Antonio Machado explicaba de una forma muy sencilla e inteligente (como siempre lo hacía todo) por qué a él le gustaba pasear y aborrecía el deporte o la gimnasia. Estas manifestaciones contemporáneas –que tanto fascinaban a los poetas futuristas o al mismísimo Ortega y Gasset, tan poco deportista, tan de silla y excursiones como Machado– las veía nuestro poeta, en metáfora afortunada, como el arte abstracto. Si éste quintaesenciaba líneas, formas, colores o texturas desgajándolas de los objetos o siluetas del mundo de la vida, así las contorsiones, movimientos, posturas o carreras de los deportes y gimnasias devenidas en espectáculo o medicina, habían sido vaciadas de cualquier sentido o fin práctico: correr para huir de un peligro, empinarse sobre los dedos de los pies para subir a un árbol, abrazándose a él con brazos y piernas, para coger el fruto apetecido, pinzar con los dedos de las manos la herramienta necesaria para crear o transformar las cosas del mundo humano, rozar con la yema de los dedos la piel que nos ha enamorado…
Pero esto forma parte del despiece general que caracteriza fatalmente la pérdida absoluta del sentido en nuestro mundo. Sea en el ámbito que sea (la salud, la educación, el trabajo, el amor o la memoria) ya solo somos capaces de percibir partes desconectadas, desgarradas de cualquier todo que las dote de sentido. En educación, se abstraen procedimientos y técnicas, destrezas o, como se las llama ahora en la neolengua, competencias y se quieren convertir en el mismo objeto ausente de la enseñanza. La idea de salud nos obliga a observar nuestros órganos y vísceras como un entramado de funciones abstractas, tanto como los síntomas, dolencias y estándares saludables de las distintas piezas de la máquina. Del amor, concebido en términos psiquiátricos o morales, se desgajó hace mucho el sexo, entendido a la manera machadiana, como una faceta más de la medicina preventiva. El viejo arte, acaso alguna vez noble, de la política y el gobierno del procomún, ha sido fragmentado en saberes “técnicos” que tienen como base la estadística (que, a su vez, nos reduce a número, funciones y valor fiduciario) y el dinero y su movimiento perpetuamente acelerado.
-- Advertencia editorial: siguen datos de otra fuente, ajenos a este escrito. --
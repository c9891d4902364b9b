//! FailureCategory - 失敗コードの分類
//!
//! A fixed lookup table from numeric failure codes to a human-readable
//! category. The table is immutable; unknown codes fall back to
//! [`UNRECOGNIZED`] instead of erroring.

use serde::{Deserialize, Serialize};

/// Sentinel code for failures that carry no usable status.
pub const UNRECOGNIZED_CODE: i32 = -1;

/// Transport succeeded.
pub const SUCCESS_CODE: i32 = 200;

/// The collaborator could not be reached at all.
pub const NO_CONNECTION_CODE: i32 = 1001;

/// The request (or a whole fan-out group) ran out of time.
pub const TIMEOUT_CODE: i32 = 1002;

/// The request was cancelled before it produced a result.
pub const CANCELLED_CODE: i32 = 1003;

/// Coarse classification of a failure code.
#[derive(Debug, Clone, Copy, PartialEq, Eq, Hash, Serialize, Deserialize)]
#[serde(rename_all = "SCREAMING_SNAKE_CASE")]
pub enum FailureKind {
    Success,
    NotFound,
    Server,
    Connectivity,
    Cancelled,
    Unrecognized,
}

/// One row of the classification table.
#[derive(Debug, Clone, Copy, PartialEq, Eq, Serialize)]
pub struct FailureCategory {
    pub code: i32,
    pub kind: FailureKind,
    pub label: &'static str,
    /// Default message used when a failure is built without one.
    pub message: &'static str,
}

impl FailureCategory {
    const fn new(code: i32, kind: FailureKind, label: &'static str, message: &'static str) -> Self {
        Self {
            code,
            kind,
            label,
            message,
        }
    }

    /// Hint for callers that want to retry. The core itself never retries.
    pub fn is_retryable(&self) -> bool {
        matches!(self.kind, FailureKind::Server | FailureKind::Connectivity)
    }
}

/// Fallback for every code that is not in [`TABLE`].
pub const UNRECOGNIZED: FailureCategory = FailureCategory::new(
    UNRECOGNIZED_CODE,
    FailureKind::Unrecognized,
    "unrecognized",
    "something went wrong",
);

const TABLE: &[FailureCategory] = &[
    FailureCategory::new(SUCCESS_CODE, FailureKind::Success, "success", "request succeeded"),
    FailureCategory::new(400, FailureKind::NotFound, "not_found", "requested resource was not found"),
    FailureCategory::new(404, FailureKind::NotFound, "not_found", "requested resource was not found"),
    FailureCategory::new(
        500,
        FailureKind::Server,
        "internal_server_error",
        "server encountered an internal error",
    ),
    FailureCategory::new(
        502,
        FailureKind::Server,
        "bad_gateway",
        "server received an invalid upstream response",
    ),
    FailureCategory::new(
        503,
        FailureKind::Server,
        "service_unavailable",
        "service is temporarily unavailable",
    ),
    FailureCategory::new(504, FailureKind::Server, "gateway_timeout", "upstream server timed out"),
    FailureCategory::new(
        NO_CONNECTION_CODE,
        FailureKind::Connectivity,
        "no_connection",
        "network is unreachable",
    ),
    FailureCategory::new(TIMEOUT_CODE, FailureKind::Connectivity, "timeout", "request timed out"),
    FailureCategory::new(CANCELLED_CODE, FailureKind::Cancelled, "cancelled", "request was cancelled"),
];

/// Look up the category for `code`.
pub fn classify(code: i32) -> FailureCategory {
    TABLE
        .iter()
        .find(|category| category.code == code)
        .copied()
        .unwrap_or(UNRECOGNIZED)
}

/// Default message for `code` (the unrecognized message for unknown codes).
pub fn default_message(code: i32) -> &'static str {
    classify(code).message
}

#[cfg(test)]
mod tests {
    use super::*;
    use rstest::rstest;

    #[rstest]
    #[case::ok(200, FailureKind::Success)]
    #[case::bad_request(400, FailureKind::NotFound)]
    #[case::not_found(404, FailureKind::NotFound)]
    #[case::internal(500, FailureKind::Server)]
    #[case::bad_gateway(502, FailureKind::Server)]
    #[case::unavailable(503, FailureKind::Server)]
    #[case::gateway_timeout(504, FailureKind::Server)]
    #[case::no_connection(1001, FailureKind::Connectivity)]
    #[case::timeout(1002, FailureKind::Connectivity)]
    #[case::cancelled(1003, FailureKind::Cancelled)]
    fn known_codes_keep_their_code(#[case] code: i32, #[case] kind: FailureKind) {
        let category = classify(code);
        assert_eq!(category.code, code);
        assert_eq!(category.kind, kind);
    }

    #[rstest]
    #[case(-1)]
    #[case(0)]
    #[case(201)]
    #[case(418)]
    #[case(i32::MAX)]
    fn unknown_codes_are_unrecognized(#[case] code: i32) {
        assert_eq!(classify(code), UNRECOGNIZED);
    }

    #[test]
    fn table_codes_are_unique() {
        for (i, a) in TABLE.iter().enumerate() {
            assert!(TABLE[i + 1..].iter().all(|b| b.code != a.code), "duplicate {}", a.code);
        }
    }

    #[test]
    fn only_server_and_connectivity_are_retryable() {
        assert!(classify(503).is_retryable());
        assert!(classify(1001).is_retryable());
        assert!(!classify(404).is_retryable());
        assert!(!classify(1003).is_retryable());
        assert!(!UNRECOGNIZED.is_retryable());
    }
}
El animal laborans contemporáneo, del que hemos hablado en otras entradas, de la mano de Hannah Arendt, ejecuta tareas parciales, desconectadas cuidadosamente de cualquier sentido o finalidad.
Así, todos los restos del mundo, de la vida dañada, son cada día esmeradamente despiezados y envueltos para su consumo como mercancías tecnológicas asépticas o como los tocones congelados e insípidos y como acorchados, obscenas metonimias, que connotan la abundancia de los supermercados, tal los inodoros alimentos metafóricos (calorías, vitaminas, esencias biológicas o metafísicas) de que alimentamos nuestra hambre, anoréxica y bulímica, sin saciedad posible. Las abstractas líneas geométricas o conceptos ecológicos, bajo el nombre abstracto de naturaleza, sustituyen en nuestros paseos al desaparecido campo, del mismo modo que el pasear mismo se ha convertido en el deporte del senderismo o como el correr desesperado del miedo se travistió para siempre en el placebo medicalizado con cuya evocación comenzábamos, y terminamos.